═══ Listed entries ═══

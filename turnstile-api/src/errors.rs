//! # Actor Fault Types
//!
//! Faults are internal defects observed by a single actor. They are never
//! runtime conditions a caller can recover from: the affected actor logs the
//! fault and leaves its worker loop early. Other actors and the station keep
//! running, and the station still joins the faulted thread normally.
//!
//! ## Usage Example
//!
//! ```rust
//! use turnstile_api::{ActorFault, ResourceId};
//!
//! let fault = ActorFault::InvalidHandle(ResourceId::new(9));
//! assert_eq!(fault.to_string(), "Invalid resource handle acquired: 9");
//! ```

use serde::Serialize;
use thiserror::Error;

use crate::types::{ActorId, ResourceId};

/// Defect that ends one actor's worker loop.
#[derive(Error, Debug, Clone, PartialEq, Eq, Serialize)]
#[serde(rename_all = "snake_case")]
pub enum ActorFault {
    /// The pool handed out an id that does not name any resource.
    #[error("Invalid resource handle acquired: {0}")]
    InvalidHandle(ResourceId),

    /// The actor popped the head of the admission queue and found someone else.
    ///
    /// Only the head-of-line actor ever pops the queue, so this means the
    /// queue's membership invariant was broken.
    #[error("Admission queue out of turn: expected {expected}, found {found:?}")]
    OutOfTurn {
        expected: ActorId,
        found: Option<ActorId>,
    },
}
use std::time::Duration;

use crate::thread::error::StationError;

pub const DEFAULT_ACTOR_COUNT: usize = 10;
pub const DEFAULT_RESOURCE_COUNT: usize = 2;
pub const DEFAULT_RUN_DURATION: Duration = Duration::from_secs(30);
pub const DEFAULT_SERVICE_DURATION: Duration = Duration::from_millis(30);

// --- Configuration Enums ---

/// Determines how an actor waits for its turn at the head of the line.
#[derive(Clone, Debug, Default, PartialEq, Eq)]
pub enum WaitStrategy {
    /// Block on the admission queue and wake on every queue change or stop.
    #[default]
    Notify,
    /// Spin-poll the front of the queue with a fixed delay between attempts.
    Poll {
        /// Delay between two peeks at the front of the admission queue.
        turn_interval: Duration,
        /// Delay between two checks for an idle resource.
        resource_interval: Duration,
    },
}

impl WaitStrategy {
    /// Polling with a 5ms turn delay and a 1ms resource delay.
    pub fn polling() -> Self {
        WaitStrategy::Poll {
            turn_interval: Duration::from_millis(5),
            resource_interval: Duration::from_millis(1),
        }
    }
}

// --- Station Configuration ---

/// Configuration for a `Station`.
#[derive(Clone, Debug)]
pub struct StationConfig {
    /// The number of actor threads.
    pub actor_count: usize,

    /// The number of resources in the pool.
    pub resource_count: usize,

    /// How long the station stays open.
    pub run_duration: Duration,

    /// How long an actor holds a resource for one service.
    pub service_duration: Duration,

    /// How actors wait for their turn and for an idle resource.
    pub wait_strategy: WaitStrategy,

    /// Kind label printed for actors.
    pub actor_label: String,

    /// Kind label printed for resources.
    pub resource_label: String,

    /// Whether actors record a service journal.
    pub record_journal: bool,
}

impl Default for StationConfig {
    fn default() -> Self {
        Self {
            actor_count: DEFAULT_ACTOR_COUNT,
            resource_count: DEFAULT_RESOURCE_COUNT,
            run_duration: DEFAULT_RUN_DURATION,
            service_duration: DEFAULT_SERVICE_DURATION,
            wait_strategy: WaitStrategy::default(),
            actor_label: "Car".to_string(),
            resource_label: "Pump".to_string(),
            record_journal: false,
        }
    }
}

impl StationConfig {
    /// Check the configuration can run.
    ///
    /// A station without actors or without resources could never serve anyone,
    /// and a zero poll interval would turn polling into a hot spin.
    pub fn validate(&self) -> Result<(), StationError> {
        if self.actor_count == 0 {
            return Err(StationError::InvalidConfig(
                "actor_count must be at least 1".to_string(),
            ));
        }
        if self.resource_count == 0 {
            return Err(StationError::InvalidConfig(
                "resource_count must be at least 1".to_string(),
            ));
        }
        if let WaitStrategy::Poll {
            turn_interval,
            resource_interval,
        } = &self.wait_strategy
        {
            if turn_interval.is_zero() || resource_interval.is_zero() {
                return Err(StationError::InvalidConfig(
                    "poll intervals must be greater than zero".to_string(),
                ));
            }
        }
        Ok(())
    }

    /// Turn on the service journal.
    pub fn with_journal(mut self) -> Self {
        self.record_journal = true;
        self
    }
}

═══

Task objective: All of the lines above must be returned exactly.

Response area:
filename turnstile-api/src/errors.rs
//! # Actor Fault Types
//!
//! Faults are internal defects observed by a single actor. They are never
//! runtime conditions a caller can recover from: the affected actor logs the
//! fault and leaves its worker loop early. Other actors and the station keep
//! running, and the station still joins the faulted thread normally.
//!
//! ## Usage Example
//!
//! ```rust
//! use turnstile_api::{ActorFault, ResourceId};
//!
//! let fault = ActorFault::InvalidHandle(ResourceId::new(9));
//! assert_eq!(fault.to_string(), "Invalid resource handle acquired: 9");
//! ```

use serde::Serialize;
use thiserror::Error;

use crate::types::{ActorId, ResourceId};

/// Defect that ends one actor's worker loop.
#[derive(Error, Debug, Clone, PartialEq, Eq, Serialize)]
#[serde(rename_all = "snake_case")]
pub enum ActorFault {
    /// The pool handed out an id that does not name any resource.
    #[error("Invalid resource handle acquired: {0}")]
    InvalidHandle(ResourceId),

    /// The actor popped the head of the admission queue and found someone else.
    ///
    /// Only the head-of-line actor ever pops the queue, so this means the
    /// queue's membership invariant was broken.
    #[error("Admission queue out of turn: expected {expected}, found {found:?}")]
    OutOfTurn {
        expected: ActorId,
        found: Option<ActorId>,
    },
}
use std::time::Duration;

use crate::thread::error::StationError;

pub const DEFAULT_ACTOR_COUNT: usize = 10;
pub const DEFAULT_RESOURCE_COUNT: usize = 2;
pub const DEFAULT_RUN_DURATION: Duration = Duration::from_secs(30);
pub const DEFAULT_SERVICE_DURATION: Duration = Duration::from_millis(30);

// --- Configuration Enums ---

/// Determines how an actor waits for its turn at the head of the line.
#[derive(Clone, Debug, Default, PartialEq, Eq)]
pub enum WaitStrategy {
    /// Block on the admission queue and wake on every queue change or stop.
    #[default]
    Notify,
    /// Spin-poll the front of the queue with a fixed delay between attempts.
    Poll {
        /// Delay between two peeks at the front of the admission queue.
        turn_interval: Duration,
        /// Delay between two checks for an idle resource.
        resource_interval: Duration,
    },
}

impl WaitStrategy {
    /// Polling with a 5ms turn delay and a 1ms resource delay.
    pub fn polling() -> Self {
        WaitStrategy::Poll {
            turn_interval: Duration::from_millis(5),
            resource_interval: Duration::from_millis(1),
        }
    }
}

// --- Station Configuration ---

/// Configuration for a `Station`.
#[derive(Clone, Debug)]
pub struct StationConfig {
    /// The number of actor threads.
    pub actor_count: usize,

    /// The number of resources in the pool.
    pub resource_count: usize,

    /// How long the station stays open.
    pub run_duration: Duration,

    /// How long an actor holds a resource for one service.
    pub service_duration: Duration,

    /// How actors wait for their turn and for an idle resource.
    pub wait_strategy: WaitStrategy,

    /// Kind label printed for actors.
    pub actor_label: String,

    /// Kind label printed for resources.
    pub resource_label: String,

    /// Whether actors record a service journal.
    pub record_journal: bool,
}

impl Default for StationConfig {
    fn default() -> Self {
        Self {
            actor_count: DEFAULT_ACTOR_COUNT,
            resource_count: DEFAULT_RESOURCE_COUNT,
            run_duration: DEFAULT_RUN_DURATION,
            service_duration: DEFAULT_SERVICE_DURATION,
            wait_strategy: WaitStrategy::default(),
            actor_label: "Car".to_string(),
            resource_label: "Pump".to_string(),
            record_journal: false,
        }
    }
}

impl StationConfig {
    /// Check the configuration can run.
    ///
    /// A station without actors or without resources could never serve anyone,
    /// and a zero poll interval would turn polling into a hot spin.
    pub fn validate(&self) -> Result<(), StationError> {
        if self.actor_count == 0 {
            return Err(StationError::InvalidConfig(
                "actor_count must be at least 1".to_string(),
            ));
        }
        if self.resource_count == 0 {
            return Err(StationError::InvalidConfig(
                "resource_count must be at least 1".to_string(),
            ));
        }
        if let WaitStrategy::Poll {
            turn_interval,
            resource_interval,
        } = &self.wait_strategy
        {
            if turn_interval.is_zero() || resource_interval.is_zero() {
                return Err(StationError::InvalidConfig(
                    "poll intervals must be greater than zero".to_string(),
                ));
            }
        }
        Ok(())
    }

    /// Turn on the service journal.
    pub fn with_journal(mut self) -> Self {
        self.record_journal = true;
        self
    }
}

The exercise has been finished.